● **REQUIRED WORK**
Reproduce the section of the listing that begins at the line containing "serde_json::to_string_pretty(data)" and finishes at the line containing "#[cfg(test)]". Include both end lines and nothing beyond them.
════════
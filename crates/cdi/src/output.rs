//! Output formatting: table, JSON, YAML, plain.
//!
//! Renders data in the format selected by `--output`. Table uses `tabled`,
//! structured formats use serde, plain emits one identifier per line.

use std::io::{self, IsTerminal, Write};

use owo_colors::OwoColorize;
use tabled::{Table, Tabled, settings::Style};

use crate::cli::{ColorMode, OutputFormat};

// ── Color helpers ────────────────────────────────────────────────────

/// Determine whether color output should be enabled.
pub fn should_color(mode: &ColorMode) -> bool {
    match mode {
        ColorMode::Always => true,
        ColorMode::Never => false,
        ColorMode::Auto => io::stdout().is_terminal() && std::env::var("NO_COLOR").is_err(),
    }
}

/// Render an optional capability value: the value itself, or a dim dash.
pub fn capability(value: Option<&str>, color: bool) -> String {
    match (value, color) {
        (Some(v), true) => v.green().to_string(),
        (Some(v), false) => v.to_owned(),
        (None, true) => "-".dimmed().to_string(),
        (None, false) => "-".to_owned(),
    }
}

// ── Render dispatchers ───────────────────────────────────────────────

/// Render a list of serde-serializable + tabled items in the chosen format.
///
/// - `table`: uses the `Tabled` derive to build a pretty table
/// - `json` / `json-compact`: serializes the original data via serde
/// - `yaml`: serializes via serde_yaml
/// - `plain`: calls `id_fn` on each item to emit one identifier per line
pub fn render_list<T, R>(
    format: &OutputFormat,
    data: &[T],
    to_row: impl Fn(&T) -> R,
    id_fn: impl Fn(&T) -> String,
) -> String
where
    T: serde::Serialize,
    R: Tabled,
{
    match format {
        OutputFormat::Table => {
            let rows: Vec<R> = data.iter().map(to_row).collect();
            render_table(&rows)
        }
        OutputFormat::Json => render_json(data, false),
        OutputFormat::JsonCompact => render_json(data, true),
        OutputFormat::Yaml => render_yaml(data),
        OutputFormat::Plain => data.iter().map(&id_fn).collect::<Vec<_>>().join("\n"),
    }
}

/// Render a single serde-serializable item in the chosen format.
///
/// Table rendering uses a custom `detail_fn` that returns a pre-formatted
/// string, since single-item detail views don't use `Tabled` derive.
pub fn render_single<T>(
    format: &OutputFormat,
    data: &T,
    detail_fn: impl Fn(&T) -> String,
    id_fn: impl Fn(&T) -> String,
) -> String
where
    T: serde::Serialize,
{
    match format {
        OutputFormat::Table => detail_fn(data),
        OutputFormat::Json => render_json(data, false),
        OutputFormat::JsonCompact => render_json(data, true),
        OutputFormat::Yaml => render_yaml(data),
        OutputFormat::Plain => id_fn(data),
    }
}

/// Print the rendered output to stdout, respecting quiet mode.
pub fn print_output(output: &str, quiet: bool) {
    if quiet || output.is_empty() {
        return;
    }
    let mut stdout = io::stdout().lock();
    let _ = writeln!(stdout, "{output}");
}

// ── Format-specific renderers ────────────────────────────────────────

fn render_table<R: Tabled>(rows: &[R]) -> String {
    Table::new(rows).with(Style::rounded()).to_string()
}

fn render_json<T: serde::Serialize + ?Sized>(data: &T, compact: bool) -> String {
    let rendered = if compact {
        serde_json::to_string(data)
    } else {
        serde_json::to_string_pretty(data)
    };
    rendered.unwrap_or_else(|e| format!("{{\"error\": \"serialization failed: {e}\"}}"))
}

fn render_yaml<T: serde::Serialize + ?Sized>(data: &T) -> String {
    serde_yaml::to_string(data).unwrap_or_else(|e| format!("error: serialization failed: {e}"))
}

#[cfg(test)]
mod tests {
    use super::*;

    #[derive(serde::Serialize, Tabled)]
    struct Row {
        id: String,
        name: String,
    }

    fn rows() -> Vec<Row> {
        vec![
            Row { id: "101".into(), name: "Board Room".into() },
            Row { id: "102".into(), name: "Lobby".into() },
        ]
    }

    #[test]
    fn plain_emits_one_id_per_line() {
        let out = render_list(
            &OutputFormat::Plain,
            &rows(),
            |r| Row { id: r.id.clone(), name: r.name.clone() },
            |r| r.id.clone(),
        );
        assert_eq!(out, "101\n102");
    }

    #[test]
    fn compact_json_is_single_line() {
        let out = render_list(
            &OutputFormat::JsonCompact,
            &rows(),
            |r| Row { id: r.id.clone(), name: r.name.clone() },
            |r| r.id.clone(),
        );
        assert_eq!(out, r#"[{"id":"101","name":"Board Room"},{"id":"102","name":"Lobby"}]"#);
    }

    #[test]
    fn uncolored_capability_uses_dash() {
        assert_eq!(capability(None, false), "-");
        assert_eq!(capability(Some("D-1"), false), "D-1");
    }
}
════════
● **REPLY TO THE EXERCISE**
        serde_json::to_string_pretty(data)
    };
    rendered.unwrap_or_else(|e| format!("{{\"error\": \"serialization failed: {e}\"}}"))
}

fn render_yaml<T: serde::Serialize + ?Sized>(data: &T) -> String {
    serde_yaml::to_string(data).unwrap_or_else(|e| format!("error: serialization failed: {e}"))
}

#[cfg(test)]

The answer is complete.